AIM OF THE TASK
Write out the data below in full, please. Keep every character as given.
────────
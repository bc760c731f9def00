//! Tree sources and the traversal that walks them
//!
//! - `TreeNode`: the contract every source implements
//! - `Lookahead` / `Traversal`: the depth-first walk with per-level lookahead
//! - `Node`, `serde_json::Value`, `FsNode`: ready-made sources

mod config;
mod json;
mod lookahead;
mod node;
mod traversal;
mod walker;

// Re-export public types
pub use config::{Bypass, RenderOptions, TraversalMode, WalkerConfig};
pub use json::read_json;
pub use lookahead::Lookahead;
pub use node::{Child, Children, Node, TreeNode, display_label, indexed};
pub use traversal::Traversal;
pub use walker::{FsNode, TreeWalker};
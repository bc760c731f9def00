//! Tree rendering and display
//!
//! # Module Structure
//!
//! - `prefix` - The six glyphs drawn in front of each entry
//! - `renderer` - `TreeRenderer`, decorated lines over a traversal
//! - `tree` - Formatter for console and string output
//! - `json` - JSON output
//! - `config` - Output configuration types
//! - `utils` - Line splitting and colored writing shared by the formatters

mod config;
mod json;
mod prefix;
mod renderer;
mod tree;
mod utils;

// Re-export public types and functions
pub use config::OutputConfig;
pub use json::{JsonLine, print_json, to_json, write_json};
pub use prefix::{PrefixPart, PrefixTable};
pub use renderer::{Rendered, TreeLine, TreeRenderer};
pub use tree::TreeFormatter;
pub use utils::{split_line, write_rendered_line};

use crate::tree::{RenderOptions, TreeNode};

/// Render `root` with default glyphs into a newline-terminated string.
pub fn render_to_string<N: TreeNode + ?Sized>(root: &N, options: RenderOptions) -> String {
    TreeFormatter::new(OutputConfig::plain()).format(TreeRenderer::new(root, options))
}
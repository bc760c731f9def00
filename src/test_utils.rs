//! Test utilities for creating temporary directory trees.
//!
//! This module is only compiled for tests and benchmarks.

use std::fs;
use std::path::{Path, PathBuf};
use tempfile::TempDir;

/// A temporary directory that is removed when dropped.
pub struct TestDir {
    dir: TempDir,
}

impl TestDir {
    pub fn new() -> Self {
        let dir = TempDir::new().expect("Failed to create temp dir");
        Self { dir }
    }

    pub fn path(&self) -> &Path {
        self.dir.path()
    }

    /// Write a file, creating parent directories as needed.
    pub fn add_file(&self, path: &str, content: &str) -> PathBuf {
        let full_path = self.dir.path().join(path);
        if let Some(parent) = full_path.parent() {
            fs::create_dir_all(parent).expect("Failed to create parent dirs");
        }
        fs::write(&full_path, content).expect("Failed to write file");
        full_path
    }

    pub fn add_dir(&self, path: &str) -> PathBuf {
        let full_path = self.dir.path().join(path);
        fs::create_dir_all(&full_path).expect("Failed to create dir");
        full_path
    }

    /// Create `width` files in each of `width` nested directories, `depth` levels deep.
    pub fn populate(&self, depth: usize, width: usize) {
        fn fill(dir: &Path, depth: usize, width: usize) {
            for i in 0..width {
                fs::write(dir.join(format!("file_{}.txt", i)), "").expect("Failed to write file");
            }
            if depth == 0 {
                return;
            }
            for i in 0..width {
                let sub = dir.join(format!("dir_{}", i));
                fs::create_dir_all(&sub).expect("Failed to create dir");
                fill(&sub, depth - 1, width);
            }
        }
        fill(self.dir.path(), depth, width);
    }
}

impl Default for TestDir {
    fn default() -> Self {
        Self::new()
    }
}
────────
YOUR RESPONSE
repository bc760c731f9def00
//! Tree sources and the traversal that walks them
//!
//! - `TreeNode`: the contract every source implements
//! - `Lookahead` / `Traversal`: the depth-first walk with per-level lookahead
//! - `Node`, `serde_json::Value`, `FsNode`: ready-made sources

mod config;
mod json;
mod lookahead;
mod node;
mod traversal;
mod walker;

// Re-export public types
pub use config::{Bypass, RenderOptions, TraversalMode, WalkerConfig};
pub use json::read_json;
pub use lookahead::Lookahead;
pub use node::{Child, Children, Node, TreeNode, display_label, indexed};
pub use traversal::Traversal;
pub use walker::{FsNode, TreeWalker};
repository bc760c731f9def00
//! Tree rendering and display
//!
//! # Module Structure
//!
//! - `prefix` - The six glyphs drawn in front of each entry
//! - `renderer` - `TreeRenderer`, decorated lines over a traversal
//! - `tree` - Formatter for console and string output
//! - `json` - JSON output
//! - `config` - Output configuration types
//! - `utils` - Line splitting and colored writing shared by the formatters

mod config;
mod json;
mod prefix;
mod renderer;
mod tree;
mod utils;

// Re-export public types and functions
pub use config::OutputConfig;
pub use json::{JsonLine, print_json, to_json, write_json};
pub use prefix::{PrefixPart, PrefixTable};
pub use renderer::{Rendered, TreeLine, TreeRenderer};
pub use tree::TreeFormatter;
pub use utils::{split_line, write_rendered_line};

use crate::tree::{RenderOptions, TreeNode};

/// Render `root` with default glyphs into a newline-terminated string.
pub fn render_to_string<N: TreeNode + ?Sized>(root: &N, options: RenderOptions) -> String {
    TreeFormatter::new(OutputConfig::plain()).format(TreeRenderer::new(root, options))
}
repository bc760c731f9def00
filename src/test_utils.rs
//! Test utilities for creating temporary directory trees.
//!
//! This module is only compiled for tests and benchmarks.

use std::fs;
use std::path::{Path, PathBuf};
use tempfile::TempDir;

/// A temporary directory that is removed when dropped.
pub struct TestDir {
    dir: TempDir,
}

impl TestDir {
    pub fn new() -> Self {
        let dir = TempDir::new().expect("Failed to create temp dir");
        Self { dir }
    }

    pub fn path(&self) -> &Path {
        self.dir.path()
    }

    /// Write a file, creating parent directories as needed.
    pub fn add_file(&self, path: &str, content: &str) -> PathBuf {
        let full_path = self.dir.path().join(path);
        if let Some(parent) = full_path.parent() {
            fs::create_dir_all(parent).expect("Failed to create parent dirs");
        }
        fs::write(&full_path, content).expect("Failed to write file");
        full_path
    }

    pub fn add_dir(&self, path: &str) -> PathBuf {
        let full_path = self.dir.path().join(path);
        fs::create_dir_all(&full_path).expect("Failed to create dir");
        full_path
    }

    /// Create `width` files in each of `width` nested directories, `depth` levels deep.
    pub fn populate(&self, depth: usize, width: usize) {
        fn fill(dir: &Path, depth: usize, width: usize) {
            for i in 0..width {
                fs::write(dir.join(format!("file_{}.txt", i)), "").expect("Failed to write file");
            }
            if depth == 0 {
                return;
            }
            for i in 0..width {
                let sub = dir.join(format!("dir_{}", i));
                fs::create_dir_all(&sub).expect("Failed to create dir");
                fill(&sub, depth - 1, width);
            }
        }
        fill(self.dir.path(), depth, width);
    }
}

impl Default for TestDir {
    fn default() -> Self {
        Self::new()
    }
}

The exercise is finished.